> What the task asks:
Please find every line in the entries below that contains the string "width", and copy it.

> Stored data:
◇ ◇ ◇ ◇ ◇
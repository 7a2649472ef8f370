// SPDX-License-Identifier: PMPL-1.0-or-later
// Copyright (c) 2026 Jonathan D.A. Jewell (hyperpolymath) <jonathan.jewell@open.ac.uk>
//
// Pagelift — command-line front end for document boundary detection and
// auto-crop. Reads a photograph from disk, runs the scanning core, and
// either prints the detected bounds as JSON or writes the rectified image.

use std::path::PathBuf;
use std::process::ExitCode;

use clap::{Parser, Subcommand};

use pagelift_core::error::Result;
use pagelift_core::human_errors::humanize_error;
use pagelift_scan::DocumentScanner;

/// Detect and crop documents in photographs.
#[derive(Parser, Debug)]
#[command(name = "pagelift")]
#[command(version)]
#[command(about = "Detect and crop documents in photographs", long_about = None)]
struct Cli {
    #[command(subcommand)]
    command: Commands,
}

#[derive(Subcommand, Debug)]
enum Commands {
    /// Print the document's bounding rectangle as JSON
    Bounds {
        /// Input photograph (JPEG, PNG, ...)
        image: PathBuf,
    },
    /// Write a flat, top-down crop of the document
    Crop {
        /// Input photograph (JPEG, PNG, ...)
        image: PathBuf,
        /// Output file for the cropped JPEG
        #[arg(short, long)]
        output: PathBuf,
    },
}

fn main() -> ExitCode {
    tracing_subscriber::fmt()
        .with_env_filter(
            tracing_subscriber::EnvFilter::try_from_default_env()
                .unwrap_or_else(|_| tracing_subscriber::EnvFilter::new("warn")),
        )
        .init();

    let cli = Cli::parse();
    match run(cli) {
        Ok(()) => ExitCode::SUCCESS,
        Err(err) => {
            let human = humanize_error(&err);
            tracing::error!(error = %err, "Command failed");
            eprintln!("{} {}", human.message, human.suggestion);
            ExitCode::FAILURE
        }
    }
}

fn run(cli: Cli) -> Result<()> {
    let scanner = DocumentScanner::default();

    match cli.command {
        Commands::Bounds { image } => {
            let data = std::fs::read(&image)?;
            let rect = scanner.detect_bounds(&data)?;
            // Rect is infallibly serializable; keep the output a single
            // machine-readable line.
            println!(
                "{}",
                serde_json::to_string(&rect).expect("Rect serialization cannot fail")
            );
        }
        Commands::Crop { image, output } => {
            let data = std::fs::read(&image)?;
            let cropped = scanner.auto_crop(&data)?;
            if cropped == data {
                tracing::warn!("No document found; output is the unmodified input");
            }
            std::fs::write(&output, &cropped)?;
            println!("{}", output.display());
        }
    }

    Ok(())
}
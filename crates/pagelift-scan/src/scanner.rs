// SPDX-License-Identifier: PMPL-1.0-or-later
// Copyright (c) 2026 Jonathan D.A. Jewell (hyperpolymath) <jonathan.jewell@open.ac.uk>
//
// Document scanner — the two top-level request flows, composing the codec,
// detection, and rectification stages.

use pagelift_core::error::Result;
use pagelift_core::{Point, Quad, Rect, ScanConfig};
use tracing::{info, instrument, warn};

use crate::codec;
use crate::detect::{bounds, contour, preprocess, quad};
use crate::rectify;

/// Stateless document scanning service.
///
/// Holds nothing but tuning parameters, so a single instance can serve any
/// number of concurrent requests; every call owns its intermediate rasters
/// and drops them on return.
pub struct DocumentScanner {
    config: ScanConfig,
}

impl DocumentScanner {
    pub fn new(config: ScanConfig) -> Self {
        Self { config }
    }

    /// The active tuning parameters.
    pub fn config(&self) -> &ScanConfig {
        &self.config
    }

    /// Locate the document in a photograph and report its axis-aligned
    /// bounding rectangle in original-image coordinates.
    ///
    /// Never fails for "no document found": if no candidate simplifies to a
    /// quadrilateral the largest contour is used as-is, and if there are no
    /// contours at all the full image extent is reported. The only error is
    /// [`PageliftError::Decode`](pagelift_core::PageliftError::Decode) for
    /// undecodable bytes.
    #[instrument(skip_all, fields(data_len = data.len()))]
    pub fn detect_bounds(&self, data: &[u8]) -> Result<Rect> {
        let image = codec::decode_image(data)?;
        let pre = preprocess::edge_map(&image, &self.config);
        let candidates = contour::ranked_contours(&pre.edges, self.config.max_candidates);

        let selected = match quad::select_quadrilateral(&candidates, self.config.approx_tolerance)
        {
            Some(corners) => Some(corners.to_vec()),
            None => {
                // Bounds reporting tolerates non-quadrilateral documents:
                // fall back to the largest contour as-is.
                if !candidates.is_empty() {
                    warn!("No quadrilateral among candidates; using largest contour");
                }
                candidates.into_iter().next()
            }
        };

        let rect = match selected {
            Some(points) => {
                bounds::bounding_rect(&points, pre.ratio, image.width(), image.height())
            }
            None => {
                warn!("No contours found; reporting full image extent");
                Rect::full_extent(image.width(), image.height())
            }
        };

        info!(
            x = rect.x,
            y = rect.y,
            width = rect.width,
            height = rect.height,
            "Document bounds detected"
        );
        Ok(rect)
    }

    /// Crop the document out of a photograph and return it as a flat,
    /// top-down JPEG.
    ///
    /// When no candidate simplifies to a quadrilateral the input bytes are
    /// returned unchanged; callers detect that case by comparing output to
    /// input. Fails on undecodable bytes, degenerate detected geometry, or
    /// encode failure.
    #[instrument(skip_all, fields(data_len = data.len()))]
    pub fn auto_crop(&self, data: &[u8]) -> Result<Vec<u8>> {
        let image = codec::decode_image(data)?;
        let pre = preprocess::edge_map(&image, &self.config);
        let candidates = contour::ranked_contours(&pre.edges, self.config.max_candidates);

        let Some(corners) =
            quad::select_quadrilateral(&candidates, self.config.approx_tolerance)
        else {
            warn!("No quadrilateral found; returning input unchanged");
            return Ok(data.to_vec());
        };

        // Canonicalize in working space, then map into original coordinates.
        // Corner labels are preserved under uniform positive scaling.
        let page_quad = Quad::from_unordered(
            corners.map(|p| Point::new(p.x as f32, p.y as f32)),
        )
        .scaled(pre.ratio);

        let warped = rectify::four_point_warp(&image, &page_quad)?;
        let bytes = codec::encode_jpeg(&warped, self.config.jpeg_quality)?;

        info!(
            out_width = warped.width(),
            out_height = warped.height(),
            out_bytes = bytes.len(),
            "Document cropped"
        );
        Ok(bytes)
    }
}

impl Default for DocumentScanner {
    fn default() -> Self {
        Self::new(ScanConfig::default())
    }
}

/// Detect document bounds with default tuning parameters.
pub fn detect_bounds(data: &[u8]) -> Result<Rect> {
    DocumentScanner::default().detect_bounds(data)
}

/// Auto-crop a document with default tuning parameters.
pub fn auto_crop(data: &[u8]) -> Result<Vec<u8>> {
    DocumentScanner::default().auto_crop(data)
}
◇ ◇ ◇ ◇ ◇
> Exercise result:
                bounds::bounding_rect(&points, pre.ratio, image.width(), image.height())
                Rect::full_extent(image.width(), image.height())
            width = rect.width,
            out_width = warped.width(),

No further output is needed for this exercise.